Exercise directions - Set down all of the records exactly, leaving none out.

* * * * * * * * *

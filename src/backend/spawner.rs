//! Backend process spawner.
//!
//! Spawns the model backend with:
//! - `kill_on_drop(true)` so the process never outlives its handle.
//! - `env_clear()` plus an allowlist, so unrelated secrets in the agent's
//!   environment never reach the backend.
//! - piped stdin/stdout/stderr.
//!
//! Stream-json backends stay silent until they receive their first user
//! message, so there is no ready-signal handshake.

use std::process::Stdio;

use tokio::io::{AsyncBufReadExt, BufReader};
use tokio::process::{Child, ChildStderr, ChildStdin, ChildStdout, Command};
use tokio::task::JoinHandle;
use tokio_util::sync::CancellationToken;
use tracing::{debug, info, warn};

use crate::config::BackendConfig;
use crate::{AppError, Result};

/// Environment variables inherited by the backend process.
pub const ALLOWED_ENV_VARS: &[&str] = &[
    "PATH",
    "HOME",
    "RUST_LOG",
    "ANTHROPIC_API_KEY",
    "ANTHROPIC_BASE_URL",
    // Windows-specific variables.
    "USERPROFILE",
    "SystemRoot",
    "TEMP",
    "TMP",
    "USERNAME",
    "APPDATA",
    "LOCALAPPDATA",
    "COMSPEC",
];

/// Environment variable carrying the agent session id into the backend.
pub const SESSION_ENV_VAR: &str = "ACP_TURN_AGENT_SESSION_ID";

/// A running backend and its captured stdio.
#[derive(Debug)]
pub struct BackendProcess {
    /// Session the process was launched for.
    pub session_id: String,
    /// Child handle; dropping it kills the process.
    pub child: Child,
    /// Backend stdin.
    pub stdin: ChildStdin,
    /// Backend stdout.
    pub stdout: ChildStdout,
    /// Backend stderr.
    pub stderr: ChildStderr,
}

/// Spawn the backend described by `config`.
///
/// # Errors
///
/// - `AppError::Config("session_id must not be empty")`.
/// - `AppError::Backend("failed to spawn backend: …")` on OS spawn failure.
/// - `AppError::Backend("failed to capture …")` if a pipe is missing.
pub fn spawn_backend(config: &BackendConfig, session_id: &str) -> Result<BackendProcess> {
    if session_id.trim().is_empty() {
        return Err(AppError::Config("session_id must not be empty".into()));
    }

    let mut cmd = Command::new(&config.host_cli);
    cmd.args(&config.host_cli_args);

    cmd.env_clear();
    for &key in ALLOWED_ENV_VARS {
        if let Ok(val) = std::env::var(key) {
            cmd.env(key, val);
        }
    }
    cmd.env(SESSION_ENV_VAR, session_id);

    cmd.current_dir(&config.workspace_root)
        .stdin(Stdio::piped())
        .stdout(Stdio::piped())
        .stderr(Stdio::piped())
        .kill_on_drop(true);

    let mut child = cmd
        .spawn()
        .map_err(|err| AppError::Backend(format!("failed to spawn backend: {err}")))?;

    let stdin = child
        .stdin
        .take()
        .ok_or_else(|| AppError::Backend("failed to capture backend stdin".into()))?;
    let stdout = child
        .stdout
        .take()
        .ok_or_else(|| AppError::Backend("failed to capture backend stdout".into()))?;
    let stderr = child
        .stderr
        .take()
        .ok_or_else(|| AppError::Backend("failed to capture backend stderr".into()))?;

    info!(
        session_id,
        host_cli = config.host_cli.as_str(),
        pid = child.id(),
        "backend spawned"
    );

    Ok(BackendProcess {
        session_id: session_id.to_owned(),
        child,
        stdin,
        stdout,
        stderr,
    })
}

/// Drain backend stderr so the child never blocks on a full pipe.
///
/// Lines are logged at `DEBUG` when `log_lines` is set and discarded
/// otherwise.
#[must_use]
pub fn forward_stderr(
    session_id: String,
    stderr: ChildStderr,
    log_lines: bool,
    cancel: CancellationToken,
) -> JoinHandle<()> {
    tokio::spawn(async move {
        let mut lines = BufReader::new(stderr).lines();
        loop {
            tokio::select! {
                () = cancel.cancelled() => break,
                line = lines.next_line() => match line {
                    Ok(Some(line)) => {
                        if log_lines {
                            debug!(session_id, line = line.as_str(), "backend stderr");
                        }
                    }
                    Ok(None) => break,
                    Err(err) => {
                        warn!(session_id, %err, "backend stderr read failed");
                        break;
                    }
                },
            }
        }
    })
}

/// Await backend exit and log it.
///
/// Resolves to the exit code (`None` when killed by a signal, on a wait
/// error, or when `cancel` fires first, in which case the child is killed).
#[must_use]
pub fn monitor_exit(
    session_id: String,
    mut child: Child,
    cancel: CancellationToken,
) -> JoinHandle<Option<i32>> {
    tokio::spawn(async move {
        tokio::select! {
            result = child.wait() => match result {
                Ok(status) => {
                    let code = status.code();
                    info!(session_id, exit_code = code, "backend exited");
                    code
                }
                Err(err) => {
                    warn!(session_id, %err, "error waiting for backend process");
                    None
                }
            },
            () = cancel.cancelled() => {
                info!(session_id, "monitor_exit: cancellation received, killing backend");
                if let Err(err) = child.kill().await {
                    debug!(session_id, %err, "backend kill failed");
                }
                None
            }
        }
    })
}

* * * * * * * * *

Written reply -
filename src/backend/spawner.rs
//! Backend process spawner.
//!
//! Spawns the model backend with:
//! - `kill_on_drop(true)` so the process never outlives its handle.
//! - `env_clear()` plus an allowlist, so unrelated secrets in the agent's
//!   environment never reach the backend.
//! - piped stdin/stdout/stderr.
//!
//! Stream-json backends stay silent until they receive their first user
//! message, so there is no ready-signal handshake.

use std::process::Stdio;

use tokio::io::{AsyncBufReadExt, BufReader};
use tokio::process::{Child, ChildStderr, ChildStdin, ChildStdout, Command};
use tokio::task::JoinHandle;
use tokio_util::sync::CancellationToken;
use tracing::{debug, info, warn};

use crate::config::BackendConfig;
use crate::{AppError, Result};

/// Environment variables inherited by the backend process.
pub const ALLOWED_ENV_VARS: &[&str] = &[
    "PATH",
    "HOME",
    "RUST_LOG",
    "ANTHROPIC_API_KEY",
    "ANTHROPIC_BASE_URL",
    // Windows-specific variables.
    "USERPROFILE",
    "SystemRoot",
    "TEMP",
    "TMP",
    "USERNAME",
    "APPDATA",
    "LOCALAPPDATA",
    "COMSPEC",
];

/// Environment variable carrying the agent session id into the backend.
pub const SESSION_ENV_VAR: &str = "ACP_TURN_AGENT_SESSION_ID";

/// A running backend and its captured stdio.
#[derive(Debug)]
pub struct BackendProcess {
    /// Session the process was launched for.
    pub session_id: String,
    /// Child handle; dropping it kills the process.
    pub child: Child,
    /// Backend stdin.
    pub stdin: ChildStdin,
    /// Backend stdout.
    pub stdout: ChildStdout,
    /// Backend stderr.
    pub stderr: ChildStderr,
}

/// Spawn the backend described by `config`.
///
/// # Errors
///
/// - `AppError::Config("session_id must not be empty")`.
/// - `AppError::Backend("failed to spawn backend: …")` on OS spawn failure.
/// - `AppError::Backend("failed to capture …")` if a pipe is missing.
pub fn spawn_backend(config: &BackendConfig, session_id: &str) -> Result<BackendProcess> {
    if session_id.trim().is_empty() {
        return Err(AppError::Config("session_id must not be empty".into()));
    }

    let mut cmd = Command::new(&config.host_cli);
    cmd.args(&config.host_cli_args);

    cmd.env_clear();
    for &key in ALLOWED_ENV_VARS {
        if let Ok(val) = std::env::var(key) {
            cmd.env(key, val);
        }
    }
    cmd.env(SESSION_ENV_VAR, session_id);

    cmd.current_dir(&config.workspace_root)
        .stdin(Stdio::piped())
        .stdout(Stdio::piped())
        .stderr(Stdio::piped())
        .kill_on_drop(true);

    let mut child = cmd
        .spawn()
        .map_err(|err| AppError::Backend(format!("failed to spawn backend: {err}")))?;

    let stdin = child
        .stdin
        .take()
        .ok_or_else(|| AppError::Backend("failed to capture backend stdin".into()))?;
    let stdout = child
        .stdout
        .take()
        .ok_or_else(|| AppError::Backend("failed to capture backend stdout".into()))?;
    let stderr = child
        .stderr
        .take()
        .ok_or_else(|| AppError::Backend("failed to capture backend stderr".into()))?;

    info!(
        session_id,
        host_cli = config.host_cli.as_str(),
        pid = child.id(),
        "backend spawned"
    );

    Ok(BackendProcess {
        session_id: session_id.to_owned(),
        child,
        stdin,
        stdout,
        stderr,
    })
}

/// Drain backend stderr so the child never blocks on a full pipe.
///
/// Lines are logged at `DEBUG` when `log_lines` is set and discarded
/// otherwise.
#[must_use]
pub fn forward_stderr(
    session_id: String,
    stderr: ChildStderr,
    log_lines: bool,
    cancel: CancellationToken,
) -> JoinHandle<()> {
    tokio::spawn(async move {
        let mut lines = BufReader::new(stderr).lines();
        loop {
            tokio::select! {
                () = cancel.cancelled() => break,
                line = lines.next_line() => match line {
                    Ok(Some(line)) => {
                        if log_lines {
                            debug!(session_id, line = line.as_str(), "backend stderr");
                        }
                    }
                    Ok(None) => break,
                    Err(err) => {
                        warn!(session_id, %err, "backend stderr read failed");
                        break;
                    }
                },
            }
        }
    })
}

/// Await backend exit and log it.
///
/// Resolves to the exit code (`None` when killed by a signal, on a wait
/// error, or when `cancel` fires first, in which case the child is killed).
#[must_use]
pub fn monitor_exit(
    session_id: String,
    mut child: Child,
    cancel: CancellationToken,
) -> JoinHandle<Option<i32>> {
    tokio::spawn(async move {
        tokio::select! {
            result = child.wait() => match result {
                Ok(status) => {
                    let code = status.code();
                    info!(session_id, exit_code = code, "backend exited");
                    code
                }
                Err(err) => {
                    warn!(session_id, %err, "error waiting for backend process");
                    None
                }
            },
            () = cancel.cancelled() => {
                info!(session_id, "monitor_exit: cancellation received, killing backend");
                if let Err(err) = child.kill().await {
                    debug!(session_id, %err, "backend kill failed");
                }
                None
            }
        }
    })
}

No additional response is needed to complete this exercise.